**What is being asked:** Please copy every line from the records below that contains the string "IndexMap".

**Provided records:**

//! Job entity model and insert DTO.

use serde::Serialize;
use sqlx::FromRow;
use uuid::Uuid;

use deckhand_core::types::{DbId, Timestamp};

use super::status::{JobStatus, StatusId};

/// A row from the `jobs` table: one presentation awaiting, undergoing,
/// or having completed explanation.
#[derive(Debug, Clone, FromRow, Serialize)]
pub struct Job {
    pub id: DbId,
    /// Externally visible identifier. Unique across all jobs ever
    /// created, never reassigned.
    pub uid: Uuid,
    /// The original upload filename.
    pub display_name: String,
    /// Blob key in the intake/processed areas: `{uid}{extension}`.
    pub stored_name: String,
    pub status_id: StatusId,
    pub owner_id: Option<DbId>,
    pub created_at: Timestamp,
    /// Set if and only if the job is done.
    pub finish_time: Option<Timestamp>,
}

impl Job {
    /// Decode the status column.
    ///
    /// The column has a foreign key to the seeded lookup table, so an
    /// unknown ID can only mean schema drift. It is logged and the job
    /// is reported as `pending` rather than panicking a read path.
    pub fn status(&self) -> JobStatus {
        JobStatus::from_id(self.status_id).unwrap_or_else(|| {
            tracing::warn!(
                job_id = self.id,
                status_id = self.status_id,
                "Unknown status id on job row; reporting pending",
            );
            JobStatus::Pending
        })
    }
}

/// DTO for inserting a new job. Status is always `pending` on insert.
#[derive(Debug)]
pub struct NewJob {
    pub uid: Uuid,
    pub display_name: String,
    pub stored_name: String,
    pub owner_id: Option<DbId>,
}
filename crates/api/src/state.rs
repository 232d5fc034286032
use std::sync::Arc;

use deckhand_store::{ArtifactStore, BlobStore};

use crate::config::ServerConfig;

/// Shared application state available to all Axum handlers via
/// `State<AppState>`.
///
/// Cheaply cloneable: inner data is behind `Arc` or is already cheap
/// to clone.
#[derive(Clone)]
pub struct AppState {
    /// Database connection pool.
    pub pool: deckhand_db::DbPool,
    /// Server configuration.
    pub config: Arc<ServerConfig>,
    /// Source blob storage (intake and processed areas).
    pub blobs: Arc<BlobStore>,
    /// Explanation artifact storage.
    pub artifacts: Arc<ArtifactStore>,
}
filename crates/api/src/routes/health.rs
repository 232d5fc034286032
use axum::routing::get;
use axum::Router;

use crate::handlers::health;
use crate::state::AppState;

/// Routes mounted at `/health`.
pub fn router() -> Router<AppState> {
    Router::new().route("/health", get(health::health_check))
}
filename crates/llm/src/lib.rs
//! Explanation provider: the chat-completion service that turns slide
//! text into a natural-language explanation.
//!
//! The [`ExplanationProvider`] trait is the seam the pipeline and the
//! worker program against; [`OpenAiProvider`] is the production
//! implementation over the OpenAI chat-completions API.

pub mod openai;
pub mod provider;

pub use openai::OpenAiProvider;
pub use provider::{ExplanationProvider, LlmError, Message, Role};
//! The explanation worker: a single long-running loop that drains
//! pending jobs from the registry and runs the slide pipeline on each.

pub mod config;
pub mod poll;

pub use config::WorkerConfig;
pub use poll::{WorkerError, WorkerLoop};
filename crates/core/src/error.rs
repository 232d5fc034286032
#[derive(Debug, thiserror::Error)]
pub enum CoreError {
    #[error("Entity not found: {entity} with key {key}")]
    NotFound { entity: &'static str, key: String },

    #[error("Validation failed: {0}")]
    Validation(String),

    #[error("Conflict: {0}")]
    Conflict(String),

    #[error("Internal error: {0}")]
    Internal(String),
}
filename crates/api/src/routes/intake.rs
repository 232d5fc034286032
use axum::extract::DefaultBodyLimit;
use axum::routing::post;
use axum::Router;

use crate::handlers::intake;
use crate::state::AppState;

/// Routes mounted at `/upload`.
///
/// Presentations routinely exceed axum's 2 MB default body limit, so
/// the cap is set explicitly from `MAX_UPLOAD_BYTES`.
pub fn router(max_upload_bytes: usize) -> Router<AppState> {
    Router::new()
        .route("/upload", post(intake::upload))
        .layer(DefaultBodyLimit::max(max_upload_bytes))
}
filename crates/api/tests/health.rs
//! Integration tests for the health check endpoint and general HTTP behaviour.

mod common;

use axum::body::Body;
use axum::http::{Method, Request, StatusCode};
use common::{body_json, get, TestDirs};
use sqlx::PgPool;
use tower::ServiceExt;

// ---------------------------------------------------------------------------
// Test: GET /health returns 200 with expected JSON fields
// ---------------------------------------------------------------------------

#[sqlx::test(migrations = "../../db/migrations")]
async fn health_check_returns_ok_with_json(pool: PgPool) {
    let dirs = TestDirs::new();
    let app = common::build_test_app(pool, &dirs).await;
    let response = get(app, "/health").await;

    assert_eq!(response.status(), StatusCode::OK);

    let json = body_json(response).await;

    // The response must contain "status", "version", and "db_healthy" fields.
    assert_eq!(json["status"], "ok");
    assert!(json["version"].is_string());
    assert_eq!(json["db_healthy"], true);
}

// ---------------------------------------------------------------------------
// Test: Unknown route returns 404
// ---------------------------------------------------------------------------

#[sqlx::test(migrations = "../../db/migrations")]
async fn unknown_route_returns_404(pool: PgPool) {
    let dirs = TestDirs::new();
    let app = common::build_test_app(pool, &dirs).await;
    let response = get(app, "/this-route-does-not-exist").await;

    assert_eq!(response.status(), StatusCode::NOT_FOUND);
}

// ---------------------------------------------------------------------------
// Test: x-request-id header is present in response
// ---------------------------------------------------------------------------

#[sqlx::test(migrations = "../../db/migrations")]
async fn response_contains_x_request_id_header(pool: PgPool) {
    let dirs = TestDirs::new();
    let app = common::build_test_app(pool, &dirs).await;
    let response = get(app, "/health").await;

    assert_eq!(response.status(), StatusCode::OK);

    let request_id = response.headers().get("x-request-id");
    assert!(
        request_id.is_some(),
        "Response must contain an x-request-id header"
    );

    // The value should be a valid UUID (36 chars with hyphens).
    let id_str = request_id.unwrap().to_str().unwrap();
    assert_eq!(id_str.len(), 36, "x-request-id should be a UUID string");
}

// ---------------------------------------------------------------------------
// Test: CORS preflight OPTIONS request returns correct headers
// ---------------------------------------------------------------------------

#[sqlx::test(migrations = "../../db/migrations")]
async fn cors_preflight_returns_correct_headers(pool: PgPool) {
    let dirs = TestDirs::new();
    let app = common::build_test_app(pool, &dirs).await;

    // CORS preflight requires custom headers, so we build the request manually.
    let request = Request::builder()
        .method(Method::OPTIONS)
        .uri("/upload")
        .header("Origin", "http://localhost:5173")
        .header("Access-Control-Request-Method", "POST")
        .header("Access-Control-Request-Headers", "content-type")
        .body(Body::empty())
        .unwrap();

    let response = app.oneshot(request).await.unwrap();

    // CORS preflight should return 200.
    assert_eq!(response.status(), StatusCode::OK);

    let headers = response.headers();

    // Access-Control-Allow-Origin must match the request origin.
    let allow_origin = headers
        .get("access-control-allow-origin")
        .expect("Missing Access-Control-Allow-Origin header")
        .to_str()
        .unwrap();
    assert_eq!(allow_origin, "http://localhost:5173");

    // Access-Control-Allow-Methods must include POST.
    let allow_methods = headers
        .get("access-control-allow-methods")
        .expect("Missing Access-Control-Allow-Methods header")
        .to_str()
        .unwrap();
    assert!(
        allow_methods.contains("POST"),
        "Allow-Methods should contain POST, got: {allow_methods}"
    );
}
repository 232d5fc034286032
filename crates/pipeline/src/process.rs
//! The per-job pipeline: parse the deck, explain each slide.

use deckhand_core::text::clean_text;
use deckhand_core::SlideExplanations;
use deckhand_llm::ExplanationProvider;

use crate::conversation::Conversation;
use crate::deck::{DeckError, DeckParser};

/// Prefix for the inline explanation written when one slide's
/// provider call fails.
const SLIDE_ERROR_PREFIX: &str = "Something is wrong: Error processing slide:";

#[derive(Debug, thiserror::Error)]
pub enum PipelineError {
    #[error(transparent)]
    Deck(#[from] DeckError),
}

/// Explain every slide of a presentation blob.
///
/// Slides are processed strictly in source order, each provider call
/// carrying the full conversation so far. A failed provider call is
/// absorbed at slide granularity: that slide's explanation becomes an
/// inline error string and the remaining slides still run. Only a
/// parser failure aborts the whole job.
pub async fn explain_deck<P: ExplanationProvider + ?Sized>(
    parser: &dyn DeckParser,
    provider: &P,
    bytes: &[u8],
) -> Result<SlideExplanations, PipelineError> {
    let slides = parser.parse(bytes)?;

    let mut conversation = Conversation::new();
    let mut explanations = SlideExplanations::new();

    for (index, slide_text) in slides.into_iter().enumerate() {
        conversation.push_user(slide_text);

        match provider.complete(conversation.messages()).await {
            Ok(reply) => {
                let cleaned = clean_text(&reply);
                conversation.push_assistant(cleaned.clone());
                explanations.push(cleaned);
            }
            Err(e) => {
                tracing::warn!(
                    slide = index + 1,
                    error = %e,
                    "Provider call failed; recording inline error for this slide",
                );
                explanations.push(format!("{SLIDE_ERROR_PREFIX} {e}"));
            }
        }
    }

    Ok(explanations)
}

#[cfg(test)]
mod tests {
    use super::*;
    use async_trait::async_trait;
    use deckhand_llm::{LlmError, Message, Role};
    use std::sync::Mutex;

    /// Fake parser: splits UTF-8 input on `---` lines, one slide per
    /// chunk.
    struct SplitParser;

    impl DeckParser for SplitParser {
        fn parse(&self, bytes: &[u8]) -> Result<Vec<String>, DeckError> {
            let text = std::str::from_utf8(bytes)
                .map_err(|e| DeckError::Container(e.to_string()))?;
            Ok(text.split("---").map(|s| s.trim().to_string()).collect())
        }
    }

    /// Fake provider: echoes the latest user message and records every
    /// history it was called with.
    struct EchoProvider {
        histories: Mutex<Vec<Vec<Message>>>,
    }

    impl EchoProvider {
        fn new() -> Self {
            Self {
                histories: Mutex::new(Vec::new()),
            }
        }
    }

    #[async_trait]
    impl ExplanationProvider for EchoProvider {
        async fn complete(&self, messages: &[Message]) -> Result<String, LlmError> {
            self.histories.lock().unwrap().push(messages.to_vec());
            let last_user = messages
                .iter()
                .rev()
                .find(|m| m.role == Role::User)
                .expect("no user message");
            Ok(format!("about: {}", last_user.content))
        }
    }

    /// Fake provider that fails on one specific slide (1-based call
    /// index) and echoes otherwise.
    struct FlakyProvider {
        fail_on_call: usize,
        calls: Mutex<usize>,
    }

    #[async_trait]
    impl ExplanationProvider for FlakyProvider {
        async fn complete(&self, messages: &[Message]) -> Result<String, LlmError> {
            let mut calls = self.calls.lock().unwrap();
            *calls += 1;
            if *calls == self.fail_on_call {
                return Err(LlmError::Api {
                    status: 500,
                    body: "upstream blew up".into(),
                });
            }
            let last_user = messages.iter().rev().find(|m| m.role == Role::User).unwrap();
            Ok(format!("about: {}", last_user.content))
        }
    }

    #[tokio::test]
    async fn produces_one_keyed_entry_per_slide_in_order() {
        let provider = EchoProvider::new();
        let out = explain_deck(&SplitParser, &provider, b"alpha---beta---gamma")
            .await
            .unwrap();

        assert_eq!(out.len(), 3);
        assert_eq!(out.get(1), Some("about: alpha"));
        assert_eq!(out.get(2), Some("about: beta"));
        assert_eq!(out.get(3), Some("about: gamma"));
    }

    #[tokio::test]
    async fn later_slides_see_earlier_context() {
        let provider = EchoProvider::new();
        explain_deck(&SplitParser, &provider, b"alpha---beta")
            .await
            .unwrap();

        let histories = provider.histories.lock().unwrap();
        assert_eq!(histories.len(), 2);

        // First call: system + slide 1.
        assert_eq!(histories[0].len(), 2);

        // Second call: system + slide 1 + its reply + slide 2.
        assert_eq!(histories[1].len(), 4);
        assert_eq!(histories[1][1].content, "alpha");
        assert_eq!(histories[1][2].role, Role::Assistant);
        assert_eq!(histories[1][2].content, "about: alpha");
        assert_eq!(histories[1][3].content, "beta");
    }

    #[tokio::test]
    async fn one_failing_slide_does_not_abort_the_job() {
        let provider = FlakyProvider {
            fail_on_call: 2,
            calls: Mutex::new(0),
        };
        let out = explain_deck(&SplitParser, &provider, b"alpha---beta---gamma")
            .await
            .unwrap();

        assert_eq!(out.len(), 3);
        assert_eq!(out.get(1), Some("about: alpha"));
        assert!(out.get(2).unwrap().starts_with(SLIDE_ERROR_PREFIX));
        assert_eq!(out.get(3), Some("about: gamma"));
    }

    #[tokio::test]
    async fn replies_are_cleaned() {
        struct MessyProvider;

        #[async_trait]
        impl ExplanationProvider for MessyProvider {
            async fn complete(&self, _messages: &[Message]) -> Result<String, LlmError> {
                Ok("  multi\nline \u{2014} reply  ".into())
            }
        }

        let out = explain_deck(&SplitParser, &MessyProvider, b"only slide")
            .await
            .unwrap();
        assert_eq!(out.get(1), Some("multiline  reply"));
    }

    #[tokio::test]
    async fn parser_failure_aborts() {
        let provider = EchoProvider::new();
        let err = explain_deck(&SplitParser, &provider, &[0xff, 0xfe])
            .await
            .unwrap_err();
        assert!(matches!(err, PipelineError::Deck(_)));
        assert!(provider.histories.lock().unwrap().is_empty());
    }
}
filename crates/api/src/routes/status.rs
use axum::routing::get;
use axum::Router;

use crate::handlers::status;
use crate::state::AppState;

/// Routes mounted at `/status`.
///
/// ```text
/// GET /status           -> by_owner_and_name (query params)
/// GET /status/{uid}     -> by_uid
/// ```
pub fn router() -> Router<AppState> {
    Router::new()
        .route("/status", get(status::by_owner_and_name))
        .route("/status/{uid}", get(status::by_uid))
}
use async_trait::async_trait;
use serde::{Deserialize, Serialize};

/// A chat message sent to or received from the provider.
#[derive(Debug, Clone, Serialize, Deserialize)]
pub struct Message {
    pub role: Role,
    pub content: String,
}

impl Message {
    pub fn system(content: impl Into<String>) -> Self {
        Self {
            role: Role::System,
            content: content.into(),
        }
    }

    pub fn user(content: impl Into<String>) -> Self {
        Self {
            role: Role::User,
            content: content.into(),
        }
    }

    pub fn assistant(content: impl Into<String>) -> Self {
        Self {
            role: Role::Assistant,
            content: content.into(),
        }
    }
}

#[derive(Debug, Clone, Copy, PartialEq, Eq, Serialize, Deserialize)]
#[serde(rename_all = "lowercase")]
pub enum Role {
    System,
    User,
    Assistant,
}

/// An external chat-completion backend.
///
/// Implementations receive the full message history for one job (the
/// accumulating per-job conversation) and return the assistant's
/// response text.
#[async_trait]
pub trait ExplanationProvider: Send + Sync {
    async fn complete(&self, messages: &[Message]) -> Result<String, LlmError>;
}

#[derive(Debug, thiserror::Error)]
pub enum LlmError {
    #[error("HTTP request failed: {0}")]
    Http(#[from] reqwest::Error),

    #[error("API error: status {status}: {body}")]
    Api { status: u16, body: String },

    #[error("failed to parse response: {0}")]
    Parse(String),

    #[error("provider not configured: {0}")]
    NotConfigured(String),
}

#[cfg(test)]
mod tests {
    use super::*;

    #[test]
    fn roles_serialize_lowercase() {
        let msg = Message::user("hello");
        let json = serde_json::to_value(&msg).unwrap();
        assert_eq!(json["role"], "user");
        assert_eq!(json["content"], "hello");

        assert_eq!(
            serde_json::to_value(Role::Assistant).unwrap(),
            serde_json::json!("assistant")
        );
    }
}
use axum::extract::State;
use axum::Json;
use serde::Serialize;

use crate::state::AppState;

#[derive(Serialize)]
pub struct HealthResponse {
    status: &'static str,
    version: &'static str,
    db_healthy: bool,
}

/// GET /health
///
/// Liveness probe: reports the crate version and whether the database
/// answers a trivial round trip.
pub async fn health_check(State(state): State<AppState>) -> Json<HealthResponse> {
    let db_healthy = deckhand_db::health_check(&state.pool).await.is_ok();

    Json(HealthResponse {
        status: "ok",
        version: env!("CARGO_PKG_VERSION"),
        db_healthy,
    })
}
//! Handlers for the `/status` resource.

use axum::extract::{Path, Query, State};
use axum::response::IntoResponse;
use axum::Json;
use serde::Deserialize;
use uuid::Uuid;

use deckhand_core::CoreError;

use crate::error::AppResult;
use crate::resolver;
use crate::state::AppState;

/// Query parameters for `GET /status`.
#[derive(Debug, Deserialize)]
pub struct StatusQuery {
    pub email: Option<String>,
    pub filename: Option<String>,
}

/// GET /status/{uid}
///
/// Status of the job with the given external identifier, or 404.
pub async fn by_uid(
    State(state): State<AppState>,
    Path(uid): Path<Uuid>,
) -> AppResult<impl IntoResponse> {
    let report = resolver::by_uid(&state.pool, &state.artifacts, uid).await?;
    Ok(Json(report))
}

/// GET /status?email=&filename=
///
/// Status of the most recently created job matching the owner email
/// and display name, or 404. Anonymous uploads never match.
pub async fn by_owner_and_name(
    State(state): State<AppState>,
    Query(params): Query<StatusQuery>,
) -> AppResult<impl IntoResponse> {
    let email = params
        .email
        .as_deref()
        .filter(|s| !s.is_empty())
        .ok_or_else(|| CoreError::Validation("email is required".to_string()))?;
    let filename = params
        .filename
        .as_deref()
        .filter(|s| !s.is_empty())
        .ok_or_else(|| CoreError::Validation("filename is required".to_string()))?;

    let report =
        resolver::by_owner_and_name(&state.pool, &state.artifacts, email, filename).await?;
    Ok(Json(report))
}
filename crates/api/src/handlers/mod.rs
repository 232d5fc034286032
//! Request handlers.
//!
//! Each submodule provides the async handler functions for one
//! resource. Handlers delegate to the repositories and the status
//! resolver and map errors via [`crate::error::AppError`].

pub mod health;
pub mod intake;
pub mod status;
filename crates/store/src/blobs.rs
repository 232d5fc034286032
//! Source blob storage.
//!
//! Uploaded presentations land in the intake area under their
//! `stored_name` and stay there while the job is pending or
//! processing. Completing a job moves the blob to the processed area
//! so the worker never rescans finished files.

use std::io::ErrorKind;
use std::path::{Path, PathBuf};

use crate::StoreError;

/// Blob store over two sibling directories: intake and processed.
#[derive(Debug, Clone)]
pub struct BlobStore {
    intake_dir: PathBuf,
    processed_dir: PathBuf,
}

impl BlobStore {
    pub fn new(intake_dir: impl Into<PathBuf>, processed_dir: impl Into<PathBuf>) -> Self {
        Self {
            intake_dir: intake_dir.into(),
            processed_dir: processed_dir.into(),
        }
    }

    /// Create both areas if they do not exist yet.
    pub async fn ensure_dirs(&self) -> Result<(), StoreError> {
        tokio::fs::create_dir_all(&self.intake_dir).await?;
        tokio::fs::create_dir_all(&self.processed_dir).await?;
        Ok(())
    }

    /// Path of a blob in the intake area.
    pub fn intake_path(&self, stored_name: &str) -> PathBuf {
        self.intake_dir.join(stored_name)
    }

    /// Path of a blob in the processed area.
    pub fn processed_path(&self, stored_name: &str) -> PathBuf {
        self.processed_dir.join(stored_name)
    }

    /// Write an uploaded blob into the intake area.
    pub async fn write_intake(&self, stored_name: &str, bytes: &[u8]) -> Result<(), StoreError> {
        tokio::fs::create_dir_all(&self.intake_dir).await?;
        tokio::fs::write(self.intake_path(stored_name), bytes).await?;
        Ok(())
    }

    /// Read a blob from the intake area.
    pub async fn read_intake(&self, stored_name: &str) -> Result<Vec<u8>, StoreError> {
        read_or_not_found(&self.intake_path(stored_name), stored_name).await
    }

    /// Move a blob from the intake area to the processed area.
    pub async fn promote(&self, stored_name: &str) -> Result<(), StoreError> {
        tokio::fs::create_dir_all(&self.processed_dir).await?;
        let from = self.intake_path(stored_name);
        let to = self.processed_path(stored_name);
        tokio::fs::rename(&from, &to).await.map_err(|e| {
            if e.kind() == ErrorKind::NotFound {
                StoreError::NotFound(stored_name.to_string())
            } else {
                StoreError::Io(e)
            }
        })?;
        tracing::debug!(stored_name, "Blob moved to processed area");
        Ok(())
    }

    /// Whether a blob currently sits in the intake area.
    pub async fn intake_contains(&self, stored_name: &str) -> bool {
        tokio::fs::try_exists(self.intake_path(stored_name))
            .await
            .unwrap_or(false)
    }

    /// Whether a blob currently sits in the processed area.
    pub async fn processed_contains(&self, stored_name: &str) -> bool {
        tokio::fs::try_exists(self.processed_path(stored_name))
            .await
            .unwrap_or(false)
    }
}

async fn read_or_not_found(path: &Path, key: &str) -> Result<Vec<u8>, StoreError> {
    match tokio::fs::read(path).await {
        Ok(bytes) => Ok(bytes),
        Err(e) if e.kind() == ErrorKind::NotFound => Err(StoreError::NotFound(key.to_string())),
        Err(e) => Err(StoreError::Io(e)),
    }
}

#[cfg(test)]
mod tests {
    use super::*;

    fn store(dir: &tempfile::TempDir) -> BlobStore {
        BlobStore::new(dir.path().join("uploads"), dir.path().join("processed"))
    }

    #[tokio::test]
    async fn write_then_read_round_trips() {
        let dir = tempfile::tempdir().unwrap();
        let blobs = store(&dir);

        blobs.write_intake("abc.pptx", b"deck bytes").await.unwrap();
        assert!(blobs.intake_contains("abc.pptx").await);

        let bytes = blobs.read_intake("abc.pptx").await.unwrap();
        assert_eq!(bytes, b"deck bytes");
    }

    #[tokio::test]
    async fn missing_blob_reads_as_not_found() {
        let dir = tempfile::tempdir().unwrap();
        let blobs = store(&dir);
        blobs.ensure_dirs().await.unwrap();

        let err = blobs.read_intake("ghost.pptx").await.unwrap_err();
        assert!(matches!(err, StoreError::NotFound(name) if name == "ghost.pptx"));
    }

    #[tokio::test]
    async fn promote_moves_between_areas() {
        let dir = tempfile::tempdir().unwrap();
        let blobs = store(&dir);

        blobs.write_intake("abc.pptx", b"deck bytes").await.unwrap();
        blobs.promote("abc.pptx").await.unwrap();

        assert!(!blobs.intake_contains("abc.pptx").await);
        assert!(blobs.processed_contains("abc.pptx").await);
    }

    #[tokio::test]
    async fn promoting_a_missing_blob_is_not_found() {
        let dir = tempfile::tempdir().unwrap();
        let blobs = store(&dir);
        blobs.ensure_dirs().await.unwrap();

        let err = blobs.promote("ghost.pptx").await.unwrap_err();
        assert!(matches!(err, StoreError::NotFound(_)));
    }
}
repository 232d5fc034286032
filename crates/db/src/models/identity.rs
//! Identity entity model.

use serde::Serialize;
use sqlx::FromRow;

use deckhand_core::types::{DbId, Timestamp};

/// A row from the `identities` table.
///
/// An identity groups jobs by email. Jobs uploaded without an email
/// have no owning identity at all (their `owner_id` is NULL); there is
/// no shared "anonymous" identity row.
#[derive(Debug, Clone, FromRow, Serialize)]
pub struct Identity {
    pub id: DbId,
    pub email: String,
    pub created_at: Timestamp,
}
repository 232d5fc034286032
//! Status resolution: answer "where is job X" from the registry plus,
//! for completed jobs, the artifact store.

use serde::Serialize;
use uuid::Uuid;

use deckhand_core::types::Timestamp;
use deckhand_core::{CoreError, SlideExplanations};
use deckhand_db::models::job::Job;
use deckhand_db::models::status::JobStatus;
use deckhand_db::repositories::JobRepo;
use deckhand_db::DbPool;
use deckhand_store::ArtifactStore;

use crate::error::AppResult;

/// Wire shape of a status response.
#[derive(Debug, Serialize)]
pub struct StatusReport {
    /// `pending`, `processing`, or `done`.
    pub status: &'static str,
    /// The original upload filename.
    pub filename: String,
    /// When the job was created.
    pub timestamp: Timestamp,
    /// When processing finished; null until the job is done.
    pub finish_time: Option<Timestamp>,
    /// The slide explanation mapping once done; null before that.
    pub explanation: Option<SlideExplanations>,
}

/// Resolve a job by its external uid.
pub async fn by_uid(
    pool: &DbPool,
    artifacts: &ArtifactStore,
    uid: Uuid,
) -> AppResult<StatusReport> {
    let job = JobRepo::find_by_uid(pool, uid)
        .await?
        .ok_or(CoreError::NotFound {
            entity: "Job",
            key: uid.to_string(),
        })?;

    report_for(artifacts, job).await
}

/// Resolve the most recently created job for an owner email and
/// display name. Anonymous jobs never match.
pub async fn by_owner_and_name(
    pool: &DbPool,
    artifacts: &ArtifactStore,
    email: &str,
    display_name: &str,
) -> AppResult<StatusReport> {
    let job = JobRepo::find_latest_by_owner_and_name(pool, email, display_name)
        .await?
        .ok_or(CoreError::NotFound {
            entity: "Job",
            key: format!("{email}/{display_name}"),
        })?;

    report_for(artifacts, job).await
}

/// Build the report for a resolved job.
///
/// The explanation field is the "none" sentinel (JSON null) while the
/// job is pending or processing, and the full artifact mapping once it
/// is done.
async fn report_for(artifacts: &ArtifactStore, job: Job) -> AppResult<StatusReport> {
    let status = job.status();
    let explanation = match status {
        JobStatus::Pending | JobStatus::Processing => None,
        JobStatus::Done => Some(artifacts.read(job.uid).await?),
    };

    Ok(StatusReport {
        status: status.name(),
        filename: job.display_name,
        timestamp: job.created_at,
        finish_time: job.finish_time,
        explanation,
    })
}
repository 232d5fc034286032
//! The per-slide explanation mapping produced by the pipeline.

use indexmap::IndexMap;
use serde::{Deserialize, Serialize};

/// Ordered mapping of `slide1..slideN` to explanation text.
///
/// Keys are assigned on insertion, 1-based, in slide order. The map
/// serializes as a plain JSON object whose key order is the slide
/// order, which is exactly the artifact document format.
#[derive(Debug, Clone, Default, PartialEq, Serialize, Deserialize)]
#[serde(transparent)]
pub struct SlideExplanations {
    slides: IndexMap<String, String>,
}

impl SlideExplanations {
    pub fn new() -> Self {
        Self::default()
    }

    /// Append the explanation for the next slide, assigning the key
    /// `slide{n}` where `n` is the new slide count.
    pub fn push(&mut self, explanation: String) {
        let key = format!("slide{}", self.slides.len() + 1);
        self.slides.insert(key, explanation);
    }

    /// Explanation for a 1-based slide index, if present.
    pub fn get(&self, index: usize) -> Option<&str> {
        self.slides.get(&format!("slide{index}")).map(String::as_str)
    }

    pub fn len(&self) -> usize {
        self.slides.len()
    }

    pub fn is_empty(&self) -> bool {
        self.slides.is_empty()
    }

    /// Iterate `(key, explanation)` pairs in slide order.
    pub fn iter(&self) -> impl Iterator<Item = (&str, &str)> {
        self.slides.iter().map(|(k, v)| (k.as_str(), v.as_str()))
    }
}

**Task solution:**
use indexmap::IndexMap;
    slides: IndexMap<String, String>,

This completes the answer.